Laminaria is a genus of brown seaweed in the order Laminariales (kelp), comprising 31 species native to the north Atlantic and northern Pacific Oceans. This economically important genus is characterized by long, leathery laminae and relatively large size. Some species are called Devil's apron, due to their shape, or sea colander, due to the perforations present on the lamina. Others are referred to as tangle. Laminaria form a habitat for many fish and invertebrates.
Macrocystis is a monospecific genus of kelp with all species now synonymous with Macrocystis pyrifera. It is commonly known as giant kelp or bladder kelp. This genus contains the largest of all the Phaeophyceae or brown algae. Macrocystis has pneumatocysts at the base of its blades. Sporophytes are perennial and the individual may live for up to three years; stipes/fronds within a whole individual undergo senescence, where each frond may persist for approximately 100 days. The genus is found widely in subtropical, temperate, and sub-Antarctic oceans of the Southern Hemisphere and in the northeast Pacific from Baja California to Sitka, Alaska. Macrocystis is often a major component of temperate kelp forests.
Alaria is a genus of brown alga (Phaeophyceae) comprising approximately 17 species. Members of the genus are dried and eaten as a food in Western Europe, China, Korea, Japan, and South America. Distribution of the genus is a marker for climate change, as it relates to oceanic temperatures.
Laminaria digitata is a large brown alga in the family Laminariaceae, also known by the common name oarweed. It is found in the sublittoral zone of the northern Atlantic Ocean.
Pterygophora californica is a large species of kelp, commonly known as stalked kelp. It is the only species in its genus Pterygophora. It grows in shallow water on the Pacific coast of North America where it forms part of a biodiverse community in a "kelp forest". It is sometimes also referred to as woody-stemmed kelp, walking kelp, or winged kelp.
Laminaria hyperborea is a species of large brown alga, a kelp in the family Laminariaceae, also known by the common names of tangle and cuvie. It is found in the sublittoral zone of the northern Atlantic Ocean. A variety, Laminaria hyperborea f. cucullata is known from more wave sheltered areas in Scandinavia.
Aquaculture of giant kelp, Macrocystis pyrifera, is the cultivation of kelp for uses such as food, dietary supplements or potash.
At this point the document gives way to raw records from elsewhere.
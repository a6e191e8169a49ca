//! RcDoc-based outline printer with termcolor annotations for proof trees.
//!
//! Role
//! - Render a [`ProofTree`] as an indented outline, one sequent per line, premises nested
//!   under the node that produced them.
//! - Provide colored output for terminals (TTY-aware) and plain strings for logs/tests.
//!
//! ```text
//! { []; [(p->p)] }  right-imp
//!   { [p]; [p] }  [axiom]
//! ```
use std::fmt;
use std::io::{self, Write};

use pretty::{FmtWrite, RcDoc, RenderAnnotated};
use termcolor::{Color, ColorChoice, ColorSpec, StandardStream, WriteColor};

use crate::formula::Valuation;
use crate::proof::{NodeStatus, ProofNode, ProofTree};

/// Styles used to annotate parts of the rendered outline.
#[derive(Debug, Clone, Copy, PartialEq, Eq)]
pub enum Style {
    Rule,
    Axiom,
    Falsifiable,
    Model,
}

impl Style {
    fn to_color_spec(self) -> ColorSpec {
        let mut s = ColorSpec::new();
        match self {
            Style::Rule => {
                s.set_fg(Some(Color::Cyan)).set_dimmed(true);
            }
            Style::Axiom => {
                s.set_fg(Some(Color::Green)).set_bold(true);
            }
            Style::Falsifiable => {
                s.set_fg(Some(Color::Red)).set_bold(true);
            }
            Style::Model => {
                s.set_fg(Some(Color::Yellow));
            }
        }
        s
    }
}

fn styled(style: Style, s: String) -> RcDoc<'static, Style> {
    RcDoc::as_string(s).annotate(style)
}

fn model_doc(valuation: &Valuation) -> RcDoc<'static, Style> {
    let assignments: Vec<String> = valuation
        .iter()
        .map(|(name, value)| format!("{name}={value}"))
        .collect();
    styled(Style::Model, assignments.join(", "))
}

fn to_doc(node: &ProofNode) -> RcDoc<'static, Style> {
    let sequent = node.sequent().to_string();
    let head = match node.status() {
        NodeStatus::Internal => {
            let rule = node.rule().map(|r| r.name()).unwrap_or_default();
            RcDoc::as_string(sequent)
                .append(RcDoc::text("  "))
                .append(styled(Style::Rule, rule.to_string()))
        }
        NodeStatus::Axiom => styled(Style::Axiom, sequent)
            .append(RcDoc::text("  "))
            .append(styled(Style::Axiom, "[axiom]".to_string())),
        NodeStatus::Falsifiable => {
            let doc = styled(Style::Falsifiable, sequent)
                .append(RcDoc::text("  "))
                .append(styled(Style::Falsifiable, "[falsifiable]".to_string()));
            match node.sequent().counter_model() {
                Some(model) if !model.is_empty() => {
                    doc.append(RcDoc::text("  ")).append(model_doc(&model))
                }
                _ => doc,
            }
        }
    };

    let children = node
        .children()
        .iter()
        .map(|child| RcDoc::hardline().append(to_doc(child)));
    head.append(RcDoc::concat(children).nest(2))
}

// A writer that maps Style annotations to termcolor ColorSpec on a WriteColor sink.
struct ColorWriter<'w, W: WriteColor + Write> {
    out: &'w mut W,
}

impl<'a, 'w, W: WriteColor + Write> RenderAnnotated<'a, Style> for ColorWriter<'w, W> {
    fn push_annotation(&mut self, ann: &'a Style) -> io::Result<()> {
        self.out.set_color(&ann.to_color_spec())
    }
    fn pop_annotation(&mut self) -> io::Result<()> {
        self.out.reset()
    }
}

impl<'w, W: WriteColor + Write> pretty::Render for ColorWriter<'w, W> {
    type Error = io::Error;
    fn write_str(&mut self, s: &str) -> io::Result<usize> {
        self.out.write_all(s.as_bytes())?;
        Ok(s.len())
    }
    fn write_str_all(&mut self, s: &str) -> io::Result<()> {
        self.out.write_all(s.as_bytes())
    }
    fn fail_doc(&self) -> Self::Error {
        io::Error::other("render failed")
    }
}

fn render_to<W: WriteColor + Write>(
    doc: &RcDoc<'_, Style>,
    width: usize,
    out: &mut W,
) -> io::Result<()> {
    let mut cw = ColorWriter { out };
    doc.render_raw(width, &mut cw)
}

/// Width of the terminal, or 80 if it cannot be determined.
fn terminal_width() -> usize {
    term_size::dimensions().map(|(w, _)| w).unwrap_or(80)
}

/// Pretty-printing conveniences for proofs.
pub trait PrettyProof {
    /// Build an RcDoc representation with style annotations.
    fn pretty_doc(&self) -> RcDoc<'static, Style>;

    /// Render with colors to any termcolor writer at the given width.
    fn pretty_render_to<W: WriteColor + Write>(&self, width: usize, out: &mut W) -> io::Result<()> {
        render_to(&self.pretty_doc(), width, out)
    }

    /// Print to stdout with colors (TTY-aware) at the terminal width.
    fn pretty_print(&self) -> io::Result<()> {
        let stdout = StandardStream::stdout(ColorChoice::Auto);
        let mut stdout = stdout.lock();
        self.pretty_render_to(terminal_width(), &mut stdout)?;
        writeln!(stdout)
    }

    /// Format into a plain string (no colors).
    fn pretty_string(&self) -> String {
        let mut buf = String::new();
        let _ = self.pretty_doc().render_fmt(80, &mut buf);
        buf
    }
}

impl PrettyProof for ProofNode {
    fn pretty_doc(&self) -> RcDoc<'static, Style> {
        to_doc(self)
    }
}

impl PrettyProof for ProofTree {
    fn pretty_doc(&self) -> RcDoc<'static, Style> {
        to_doc(self.root())
    }
}

impl fmt::Display for ProofTree {
    fn fmt(&self, f: &mut fmt::Formatter<'_>) -> fmt::Result {
        let mut w = FmtWrite::new(f);
        self.pretty_doc().render_raw(80, &mut w)
    }
}

#[cfg(test)]
mod tests {
    use termcolor::{Ansi, NoColor};

    use super::*;

    fn tree(src: &str) -> ProofTree {
        ProofTree::new(src.parse().unwrap())
    }

    #[test]
    fn outline_of_closed_proof() {
        assert_eq!(
            tree("p -> p").pretty_string(),
            "{ []; [(p->p)] }  right-imp\n  { [p]; [p] }  [axiom]"
        );
    }

    #[test]
    fn outline_of_failed_proof() {
        let expected = "{ []; [(p&&!p)] }  right-and\n\
                        \x20 { []; [p] }  [falsifiable]  p=false\n\
                        \x20 { []; [!p] }  right-not\n\
                        \x20   { [p]; [] }  [falsifiable]  p=true";
        assert_eq!(tree("p && !p").pretty_string(), expected);
    }

    #[test]
    fn display_matches_plain_string() {
        let t = tree("(p || q) -> (q || p)");
        assert_eq!(t.to_string(), t.pretty_string());
    }

    #[test]
    fn colorless_writer_matches_plain_string() {
        let t = tree("!(p && q) -> (!p || !q)");
        let mut out = NoColor::new(Vec::new());
        t.pretty_render_to(80, &mut out).unwrap();
        assert_eq!(String::from_utf8(out.into_inner()).unwrap(), t.pretty_string());
    }

    #[test]
    fn ansi_writer_emits_escapes() {
        let t = tree("p -> q");
        let mut out = Ansi::new(Vec::new());
        t.pretty_render_to(80, &mut out).unwrap();
        let rendered = String::from_utf8(out.into_inner()).unwrap();
        assert!(rendered.contains("\x1b["));
        assert!(rendered.contains("[falsifiable]"));
    }
}
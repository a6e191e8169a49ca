//! Gentzen: tautology checking for propositional logic with sequent-calculus proofs.
//!
//! A formula over variables and the connectives `!`, `&&`, `||`, `->` is parsed into a
//! [`Formula`](formula::Formula) and placed as the single conclusion of a root sequent
//! `{ []; [formula] }`. Structural inference rules then decompose sequents into simpler ones
//! until every branch ends in a finished sequent:
//!  - an axiom (some formula appears on both sides) closes its branch;
//!  - a falsifiable leaf (variables only, no overlap) yields a counter-model.
//!
//! The formula is a tautology exactly when every leaf of its proof tree is an axiom.
//!
//! Pipeline
//!  - [`lexer`]: characters to tokens (chumsky).
//!  - [`parser`]: tokens to a formula by operator precedence.
//!  - [`rules`]: the eight inference rules and their priority order.
//!  - [`proof`]: eager construction of the proof tree.
//!  - [`pretty`]: terminal rendering of proof trees.
//!
//! Example
//! ```
//! use gentzen::prove;
//!
//! let proof = prove("(p -> q) -> (!q -> !p)").unwrap();
//! assert!(proof.is_tautology());
//!
//! let proof = prove("p -> q").unwrap();
//! assert!(!proof.is_tautology());
//! let model = proof.counter_models().next().unwrap();
//! assert_eq!(model.get("p"), Some(&true));
//! assert_eq!(model.get("q"), Some(&false));
//! ```

/// Resource limits and their TOML representation.
pub mod config;
/// Parse errors.
pub mod error;
/// Formula trees and their canonical rendering.
pub mod formula;
/// Tokeniser for infix formulas.
pub mod lexer;
/// Operator-precedence parser.
pub mod parser;
/// Terminal rendering for proof trees.
pub mod pretty;
/// Proof tree construction.
pub mod proof;
/// Structural inference rules.
pub mod rules;
/// Sequents and their finishing predicates.
pub mod sequent;

use crate::config::ProverConfig;
use crate::error::Result;
use crate::proof::ProofTree;

/// Parse `src` and build its proof tree with the default limits.
pub fn prove(src: &str) -> Result<ProofTree> {
    prove_with(src, &ProverConfig::default())
}

/// Parse `src` under `config` and build its proof tree.
pub fn prove_with(src: &str, config: &ProverConfig) -> Result<ProofTree> {
    let formula = parser::parse_with(src, config)?;
    Ok(ProofTree::new(formula))
}

pub mod prelude {
    //! Convenient re-exports for end users.
    pub use crate::config::ProverConfig;
    pub use crate::error::{Error, Result};
    pub use crate::formula::{Formula, Operator, Valuation};
    pub use crate::parser::{parse, parse_with};
    pub use crate::pretty::PrettyProof;
    pub use crate::proof::{NodeStatus, ProofNode, ProofTree};
    pub use crate::rules::{Rule, first_applicable};
    pub use crate::sequent::Sequent;
    pub use crate::{prove, prove_with};
}
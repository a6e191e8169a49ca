use std::path::PathBuf;
use std::process::ExitCode;

use clap::Parser;
use gentzen::prelude::*;

/// Decide whether a propositional formula is a tautology and print its sequent proof.
#[derive(Parser)]
struct Args {
    /// Formula over variables with `!`, `&&`, `||` and `->`, e.g. "p -> (q -> p)".
    formula: String,

    /// TOML file with parser limits.
    #[arg(long)]
    config: Option<PathBuf>,

    /// Only print the verdict.
    #[arg(short, long)]
    quiet: bool,
}

fn main() -> ExitCode {
    let args = Args::parse();

    let config = match args.config.as_deref().map(ProverConfig::load_from_toml) {
        Some(Ok(config)) => config,
        Some(Err(e)) => {
            eprintln!("{e}");
            return ExitCode::FAILURE;
        }
        None => ProverConfig::default(),
    };

    let proof = match prove_with(&args.formula, &config) {
        Ok(proof) => proof,
        Err(e) => {
            eprintln!("error: {e}");
            return ExitCode::FAILURE;
        }
    };

    if !args.quiet {
        if let Err(e) = proof.pretty_print() {
            eprintln!("{e}");
            return ExitCode::FAILURE;
        }
        println!();
    }

    if proof.is_tautology() {
        println!("tautology");
    } else {
        println!("not a tautology");
        for model in proof.counter_models() {
            let assignment: Vec<String> = model.iter().map(|(v, b)| format!("{v}={b}")).collect();
            println!("  counter-model: {}", assignment.join(", "));
        }
    }
    ExitCode::SUCCESS
}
Giant kelp contains iodine, potassium, other minerals vitamins and carbohydrates.
Laminaria ochroleuca is a large kelp, an alga in the order Laminariales. They are commonly known as golden kelp, due to their blade colouration, distinguishing them from Laminaria hyperborea
Phycodrys rubens is a red marine alga of up to 30 cm long.
Halosaccion glandiforme, also known as sea sacs or sea grapes, is a species of red algae.
Pleurophycus gardneri is a species of brown alga. It is a deciduous kelp, primarily found in lower, rocky inter-tidal and shallow, rocky sub-tidal locations and is one of the most abundant kelps found within the Pleurophycus Zone. It is not commonly present deeper in the ocean than 30m and is considered a stipitate kelp. P. gardneri forms aggregates of densities up to 10m−2. These kelp beds reside below giant kelp forests, and were therefore often overlooked by researchers for many years. This kelp has a range from Central California to British Columbia, Canada, with a lifespan of only 3 – 6 years.